• _Assignment_:
Count the lines below that contain the word "FieldDef". Give only the number.

<<<<

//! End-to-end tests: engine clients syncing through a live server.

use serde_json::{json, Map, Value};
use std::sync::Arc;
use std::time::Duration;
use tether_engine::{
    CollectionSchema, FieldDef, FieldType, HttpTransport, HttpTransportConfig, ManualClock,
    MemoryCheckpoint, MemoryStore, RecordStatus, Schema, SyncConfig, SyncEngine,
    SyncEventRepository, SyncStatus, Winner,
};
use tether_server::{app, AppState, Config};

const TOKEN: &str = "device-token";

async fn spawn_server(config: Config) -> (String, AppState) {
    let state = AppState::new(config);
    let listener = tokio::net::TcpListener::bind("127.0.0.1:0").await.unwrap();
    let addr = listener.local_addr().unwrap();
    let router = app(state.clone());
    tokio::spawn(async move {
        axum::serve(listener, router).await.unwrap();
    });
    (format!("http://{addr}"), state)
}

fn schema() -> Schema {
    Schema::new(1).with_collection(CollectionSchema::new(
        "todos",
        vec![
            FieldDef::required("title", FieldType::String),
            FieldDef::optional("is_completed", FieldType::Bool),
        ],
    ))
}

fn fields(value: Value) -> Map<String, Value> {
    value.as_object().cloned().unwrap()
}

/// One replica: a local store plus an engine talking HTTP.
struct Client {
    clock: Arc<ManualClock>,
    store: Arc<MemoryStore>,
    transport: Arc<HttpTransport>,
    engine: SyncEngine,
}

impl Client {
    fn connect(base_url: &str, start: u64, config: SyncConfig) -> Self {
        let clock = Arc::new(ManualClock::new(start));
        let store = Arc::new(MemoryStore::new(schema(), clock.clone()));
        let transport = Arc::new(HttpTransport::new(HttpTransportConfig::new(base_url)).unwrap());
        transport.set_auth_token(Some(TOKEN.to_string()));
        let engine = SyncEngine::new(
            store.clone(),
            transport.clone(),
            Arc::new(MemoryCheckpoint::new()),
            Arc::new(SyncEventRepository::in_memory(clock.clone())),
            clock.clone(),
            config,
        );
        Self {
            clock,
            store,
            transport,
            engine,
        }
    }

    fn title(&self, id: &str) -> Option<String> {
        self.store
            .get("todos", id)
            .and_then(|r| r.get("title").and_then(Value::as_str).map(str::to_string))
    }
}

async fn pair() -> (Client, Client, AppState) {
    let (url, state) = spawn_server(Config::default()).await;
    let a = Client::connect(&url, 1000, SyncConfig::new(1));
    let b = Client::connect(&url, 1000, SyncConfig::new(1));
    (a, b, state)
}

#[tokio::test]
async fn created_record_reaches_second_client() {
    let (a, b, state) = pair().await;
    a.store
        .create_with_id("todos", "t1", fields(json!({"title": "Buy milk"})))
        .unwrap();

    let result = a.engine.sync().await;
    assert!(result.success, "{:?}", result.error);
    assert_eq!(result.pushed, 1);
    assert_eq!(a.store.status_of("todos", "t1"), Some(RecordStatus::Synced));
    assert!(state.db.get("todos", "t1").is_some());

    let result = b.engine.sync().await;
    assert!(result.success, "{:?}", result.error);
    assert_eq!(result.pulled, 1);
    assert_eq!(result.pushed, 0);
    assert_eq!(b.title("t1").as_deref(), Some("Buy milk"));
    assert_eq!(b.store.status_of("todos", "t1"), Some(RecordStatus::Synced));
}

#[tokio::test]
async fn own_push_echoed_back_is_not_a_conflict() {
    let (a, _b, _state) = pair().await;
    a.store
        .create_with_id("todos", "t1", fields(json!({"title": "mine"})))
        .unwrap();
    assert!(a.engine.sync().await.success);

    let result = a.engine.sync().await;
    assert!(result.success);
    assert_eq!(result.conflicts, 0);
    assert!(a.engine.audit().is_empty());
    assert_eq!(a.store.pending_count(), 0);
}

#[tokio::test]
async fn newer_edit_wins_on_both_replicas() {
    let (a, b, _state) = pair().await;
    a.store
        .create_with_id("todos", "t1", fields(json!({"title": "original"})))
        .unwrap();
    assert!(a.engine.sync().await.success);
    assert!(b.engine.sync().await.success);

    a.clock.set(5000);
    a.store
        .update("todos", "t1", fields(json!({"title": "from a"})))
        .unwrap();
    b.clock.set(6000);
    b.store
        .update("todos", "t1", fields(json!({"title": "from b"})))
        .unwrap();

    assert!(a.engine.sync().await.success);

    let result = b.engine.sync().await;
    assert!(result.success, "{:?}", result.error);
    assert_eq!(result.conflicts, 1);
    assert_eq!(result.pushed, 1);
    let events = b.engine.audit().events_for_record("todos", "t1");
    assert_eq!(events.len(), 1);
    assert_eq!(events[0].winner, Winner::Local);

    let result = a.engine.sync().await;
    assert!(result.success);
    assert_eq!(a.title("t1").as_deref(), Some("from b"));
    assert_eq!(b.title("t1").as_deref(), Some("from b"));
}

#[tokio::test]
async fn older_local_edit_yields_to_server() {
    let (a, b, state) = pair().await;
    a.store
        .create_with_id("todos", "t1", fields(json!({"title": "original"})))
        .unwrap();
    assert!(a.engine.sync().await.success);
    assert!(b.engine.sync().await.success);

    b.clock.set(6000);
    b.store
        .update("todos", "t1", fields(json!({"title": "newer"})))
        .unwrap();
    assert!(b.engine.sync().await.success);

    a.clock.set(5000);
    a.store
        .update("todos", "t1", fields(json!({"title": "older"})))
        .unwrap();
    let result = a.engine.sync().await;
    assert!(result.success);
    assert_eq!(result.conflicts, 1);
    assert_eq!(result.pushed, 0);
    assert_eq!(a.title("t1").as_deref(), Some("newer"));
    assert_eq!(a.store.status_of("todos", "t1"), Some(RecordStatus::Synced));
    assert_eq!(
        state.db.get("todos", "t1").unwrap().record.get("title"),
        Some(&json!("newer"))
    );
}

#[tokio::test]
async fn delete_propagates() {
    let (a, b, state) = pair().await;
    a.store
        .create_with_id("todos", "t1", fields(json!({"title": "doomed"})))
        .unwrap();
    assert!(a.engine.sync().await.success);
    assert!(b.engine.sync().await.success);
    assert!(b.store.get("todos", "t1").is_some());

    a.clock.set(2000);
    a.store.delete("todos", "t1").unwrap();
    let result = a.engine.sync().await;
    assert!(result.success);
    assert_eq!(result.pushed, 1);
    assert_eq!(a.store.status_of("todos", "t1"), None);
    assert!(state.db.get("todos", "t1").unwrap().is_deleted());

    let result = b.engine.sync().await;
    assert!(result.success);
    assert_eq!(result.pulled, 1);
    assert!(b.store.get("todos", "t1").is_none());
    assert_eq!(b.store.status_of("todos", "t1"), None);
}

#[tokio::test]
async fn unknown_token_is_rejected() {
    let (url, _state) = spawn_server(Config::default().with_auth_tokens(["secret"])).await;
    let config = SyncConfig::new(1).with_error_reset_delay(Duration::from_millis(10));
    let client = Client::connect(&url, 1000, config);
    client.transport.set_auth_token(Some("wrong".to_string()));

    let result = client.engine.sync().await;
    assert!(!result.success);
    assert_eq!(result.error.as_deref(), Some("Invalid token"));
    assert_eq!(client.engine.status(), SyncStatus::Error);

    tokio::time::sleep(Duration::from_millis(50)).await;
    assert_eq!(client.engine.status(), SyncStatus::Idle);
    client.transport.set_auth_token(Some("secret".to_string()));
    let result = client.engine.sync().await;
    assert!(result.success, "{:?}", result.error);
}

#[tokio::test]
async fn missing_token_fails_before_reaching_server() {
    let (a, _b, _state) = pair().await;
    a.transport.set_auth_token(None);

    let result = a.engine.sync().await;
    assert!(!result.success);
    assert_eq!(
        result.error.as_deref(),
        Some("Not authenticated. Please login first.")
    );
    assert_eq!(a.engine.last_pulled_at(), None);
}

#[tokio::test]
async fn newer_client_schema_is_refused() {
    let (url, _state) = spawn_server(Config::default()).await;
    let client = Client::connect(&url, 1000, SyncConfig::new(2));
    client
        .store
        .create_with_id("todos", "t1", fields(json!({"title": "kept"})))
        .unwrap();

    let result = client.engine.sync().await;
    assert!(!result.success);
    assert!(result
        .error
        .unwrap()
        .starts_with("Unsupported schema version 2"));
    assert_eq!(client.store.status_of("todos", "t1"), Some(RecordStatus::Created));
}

>>>>

• _Exercise result_:
3